Ancora qualche ora e Bellotto di Cisl Fp aveva rimarcato la posizione del sindacato in una lettera aperta a Pavesi, nella quale afferma di ritenere non esaustive le spiegazioni ricevute e ricorda che dal 5 marzo erano sospese le visite dei parenti agli ospiti dell’Ipab e che il 16 la Regione ha comunicato a tutte le Ulss le misure per contenere il virus, compresa “l’effettuazione del tampone a tutti i dipendenti delle aziende sanitarie e delle strutture residenziali per non autosufficienti”. Lo stesso giorno il presidente dell’Unione delle case di riposo (Uripa) aveva invitato gli enti a limitare nelle strutture gli accessi dell’assistenza programmata dei medici ai soli casi più gravi, mentre il giorno successivo, quello dell’ingresso dell’anziana nella residenza, l’emergenza Covid-19 era già nota. “Si doveva quindi evitare, anche per buonsenso” di introdurla “Senza alcune segnalazione, quindi non isolata, e trattata da personale senza gli appositi Dpi”. E ricara la dose, chiedendo “conferma o smentita della notizia raccolta nelle ultime ore, che la persona in camera con l’ospite in questione è stata contagiata”.
Sulla vicenda ieri era arrivata anche la denuncia di Fp Cgil, che in una nota aveva parlato di “fragilità del sistema delle case di riposo e dell’enorme rischio che si annida in strutture residenziali che ospitano persone fragili e nelle quali, purtroppo, la possibilità e facilita della diffusione del contagio è molto alta, come ci insegnano tristemente i casi della Madonnina di Bassano del Grappa e di Villa Aldina a Rossano Veneto”.

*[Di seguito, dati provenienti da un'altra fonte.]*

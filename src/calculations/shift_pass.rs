use crate::calendar::ProjectCalendars;
use crate::graph::DependencyGraph;
use crate::leave::{LEAVE_SEARCH_DAYS, LeaveAvailability};
use crate::schedule::{ScheduledTask, sort_by_start};
use crate::task::Task;
use chrono::{Duration, NaiveDate, NaiveDateTime};
use serde::{Deserialize, Serialize};
use std::collections::{BTreeMap, HashMap, VecDeque};
use tracing::{debug, info};

/// Ratios and bounds used by the leave repair pass.
#[derive(Debug, Clone, Copy, PartialEq, Serialize, Deserialize)]
#[serde(default)]
pub struct ShiftSettings {
    /// Share of a project's low-complexity hours held back as buffer.
    pub buffer_ratio: f64,
    /// Largest share of a task that compression may cut from its end.
    pub compression_ratio: f64,
    pub leave_search_days: i64,
}

impl Default for ShiftSettings {
    fn default() -> Self {
        Self {
            buffer_ratio: 0.2,
            compression_ratio: 0.2,
            leave_search_days: LEAVE_SEARCH_DAYS,
        }
    }
}

#[derive(Debug, Clone, Copy, PartialEq, Eq, Serialize, Deserialize)]
#[serde(rename_all = "snake_case")]
pub enum AdjustmentKind {
    Compressed,
    Shifted,
    Cascaded,
}

/// One change the pass made to a scheduled task.
#[derive(Debug, Clone, PartialEq, Eq, Serialize, Deserialize)]
pub struct Adjustment {
    pub task_id: String,
    pub kind: AdjustmentKind,
    pub before_start: NaiveDateTime,
    pub before_end: NaiveDateTime,
    pub after_start: NaiveDateTime,
    pub after_end: NaiveDateTime,
}

#[derive(Debug, Clone, Default, PartialEq, Eq)]
pub struct ShiftOutcome {
    pub schedule: Vec<ScheduledTask>,
    pub adjustments: Vec<Adjustment>,
    /// Buffer hours spent on compression, per project.
    pub buffer_used: BTreeMap<String, u32>,
}

impl ShiftOutcome {
    pub fn is_unchanged(&self) -> bool {
        self.adjustments.is_empty()
    }
}

/// `floor(ratio * hours of the project's low-complexity tasks)`.
pub fn project_buffer_hours(tasks: &[Task], project_id: &str, ratio: f64) -> u32 {
    let low_hours: u32 = tasks
        .iter()
        .filter(|t| t.project_id == project_id && t.is_low_complexity())
        .map(|t| t.duration_hours)
        .sum();
    (f64::from(low_hours) * ratio).floor() as u32
}

/// Repairs a solved schedule against resource leave.
///
/// Tasks are visited in start order. A task overlapping its resource's
/// leave is absorbed into its project's buffer when the buffer covers one
/// hour per conflicting day (tasks outside any known project have no
/// buffer); otherwise it moves to the next leave-free
/// working day after its end and every dependent that would now start too
/// early is pushed behind it.
pub struct ShiftOptimizer<'a> {
    tasks: &'a [Task],
    dag: &'a DependencyGraph,
    leaves: &'a LeaveAvailability,
    calendars: &'a ProjectCalendars,
    settings: ShiftSettings,
}

impl<'a> ShiftOptimizer<'a> {
    pub fn new(
        tasks: &'a [Task],
        dag: &'a DependencyGraph,
        leaves: &'a LeaveAvailability,
        calendars: &'a ProjectCalendars,
    ) -> Self {
        Self {
            tasks,
            dag,
            leaves,
            calendars,
            settings: ShiftSettings::default(),
        }
    }

    pub fn with_settings(mut self, settings: ShiftSettings) -> Self {
        self.settings = settings;
        self
    }

    pub fn optimize(&self, schedule: Vec<ScheduledTask>) -> ShiftOutcome {
        let mut schedule = schedule;
        sort_by_start(&mut schedule);
        let tasks: HashMap<&str, &Task> = self.tasks.iter().map(|t| (t.id.as_str(), t)).collect();
        let mut buffers: HashMap<String, u32> = HashMap::new();
        let mut outcome = ShiftOutcome::default();

        let visit_order: Vec<String> = schedule.iter().map(|s| s.task_id.clone()).collect();
        for task_id in visit_order {
            let Some(idx) = position(&schedule, &task_id) else {
                continue;
            };
            let entry = &schedule[idx];
            let conflicts = leave_conflicts(entry, self.leaves);
            if conflicts.is_empty() {
                continue;
            }
            info!(
                task_id = %entry.task_id,
                resource_id = %entry.resource_id,
                conflict_days = conflicts.len(),
                "leave conflict"
            );

            let project_id = entry.project_id.clone();
            let needed = conflicts.len() as u32;
            let available = *buffers.entry(project_id.clone()).or_insert_with(|| {
                if self.calendars.contains(&project_id) {
                    project_buffer_hours(self.tasks, &project_id, self.settings.buffer_ratio)
                } else {
                    0
                }
            });

            if available >= needed {
                let absorbed = self.compress(&mut schedule, &tasks, &project_id, needed, &mut outcome.adjustments);
                buffers.insert(project_id.clone(), available.saturating_sub(absorbed));
                *outcome.buffer_used.entry(project_id).or_insert(0) += absorbed;
            } else {
                self.shift(&mut schedule, idx, &mut outcome.adjustments);
            }
        }

        sort_by_start(&mut schedule);
        outcome.schedule = schedule;
        outcome
    }

    /// Pulls in the ends of the project's low-complexity tasks, earliest
    /// first, until `needed` hours are saved. Returns the hours absorbed.
    fn compress(
        &self,
        schedule: &mut [ScheduledTask],
        tasks: &HashMap<&str, &Task>,
        project_id: &str,
        needed: u32,
        adjustments: &mut Vec<Adjustment>,
    ) -> u32 {
        let mut candidates: Vec<usize> = schedule
            .iter()
            .enumerate()
            .filter(|(_, s)| {
                s.project_id == project_id
                    && tasks.get(s.task_id.as_str()).is_some_and(|t| t.is_low_complexity())
            })
            .map(|(i, _)| i)
            .collect();
        candidates.sort_by(|&a, &b| {
            schedule[a]
                .start
                .cmp(&schedule[b].start)
                .then_with(|| schedule[a].task_id.cmp(&schedule[b].task_id))
        });

        let target = i64::from(needed) * 60;
        let mut saved = 0i64;
        for i in candidates {
            if saved >= target {
                break;
            }
            let entry = &mut schedule[i];
            let worked = tasks
                .get(entry.task_id.as_str())
                .map(|t| i64::from(t.duration_hours) * 60)
                .unwrap_or(0);
            let span = entry.span().num_minutes().min(worked);
            let cut = ((span as f64) * self.settings.compression_ratio).floor() as i64;
            let cut = cut.min(target - saved);
            if cut <= 0 {
                continue;
            }
            let before_end = entry.end;
            entry.end -= Duration::minutes(cut);
            saved += cut;
            debug!(task_id = %entry.task_id, minutes = cut, "compressed task end");
            adjustments.push(Adjustment {
                task_id: entry.task_id.clone(),
                kind: AdjustmentKind::Compressed,
                before_start: entry.start,
                before_end,
                after_start: entry.start,
                after_end: entry.end,
            });
        }
        info!(project_id, hours = needed, saved_minutes = saved, "absorbed leave into buffer");
        ((saved + 59) / 60) as u32
    }

    fn shift(&self, schedule: &mut [ScheduledTask], idx: usize, adjustments: &mut Vec<Adjustment>) {
        let entry = &schedule[idx];
        let policy = self.calendars.policy_for(&entry.project_id);
        let next_day = self.leaves.next_available_working_day(
            &entry.resource_id,
            entry.end.date(),
            policy,
            self.settings.leave_search_days,
        );
        let new_start = next_day.and_time(entry.start.time());
        let task_id = entry.task_id.clone();
        move_entry(schedule, idx, new_start, AdjustmentKind::Shifted, adjustments);
        info!(task_id = %task_id, start = %new_start, "shifted task past leave");
        self.cascade(schedule, &task_id, adjustments);
    }

    /// Pushes dependents behind `task_id` until no dependent starts before
    /// its dependency ends.
    fn cascade(&self, schedule: &mut [ScheduledTask], task_id: &str, adjustments: &mut Vec<Adjustment>) {
        let mut queue = VecDeque::from([task_id.to_string()]);
        while let Some(current) = queue.pop_front() {
            let Some(end) = position(schedule, &current).map(|i| schedule[i].end) else {
                continue;
            };
            for dependent in self.dag.dependents_of(&current) {
                let Some(j) = position(schedule, dependent) else {
                    continue;
                };
                if schedule[j].start < end {
                    move_entry(schedule, j, end, AdjustmentKind::Cascaded, adjustments);
                    debug!(task_id = dependent, start = %end, "cascaded dependent");
                    queue.push_back(dependent.to_string());
                }
            }
        }
    }
}

fn position(schedule: &[ScheduledTask], task_id: &str) -> Option<usize> {
    schedule.iter().position(|s| s.task_id == task_id)
}

fn move_entry(
    schedule: &mut [ScheduledTask],
    idx: usize,
    start: NaiveDateTime,
    kind: AdjustmentKind,
    adjustments: &mut Vec<Adjustment>,
) {
    let entry = &mut schedule[idx];
    let (before_start, before_end) = (entry.start, entry.end);
    entry.move_to(start);
    adjustments.push(Adjustment {
        task_id: entry.task_id.clone(),
        kind,
        before_start,
        before_end,
        after_start: entry.start,
        after_end: entry.end,
    });
}

/// Leave days of the task's resource inside its calendar-day span.
pub fn leave_conflicts(entry: &ScheduledTask, leaves: &LeaveAvailability) -> Vec<NaiveDate> {
    if entry.is_unassigned() {
        return Vec::new();
    }
    leaves.conflict_days(&entry.resource_id, entry.start.date(), entry.end.date())
}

“ Nelle scorse settimane – prosegue Cigl FP – abbiamo inviato richieste e diffide a diverse strutture, per segnalare la carenza dei dispositivi di protezione individuale, Dpi, per il personale e piu in generale la mancanza di protocolli chiari e uniformi per la gestione delle emergenze. L’immagine che emerge è di un sistema, quello delle strutture residenziali, disomogeneo, senza un regia chiara e in cui le decisioni, anche nell’applicazione delle varie direttive delle Ulss, e lasciata ai singoli dirigenti, in totale assenza di una condivisione a livello provinciale o distrettuale, tantomeno regionale. A tal proposito sono gravi le affermazioni del presidente Zaia quando, nel rilevare la difficolta di un governo regionale del sistema delle case di riposo poiché hanno una gestione a sé, nella sostanza evita di prendersi una responsabilità che invece e piena, a partire dalla mancata riforma delle Ipab, che ha messo in ginocchio il sistema e che oggi mostra i suoi effetti deleteri in tutta la sua drammaticità”.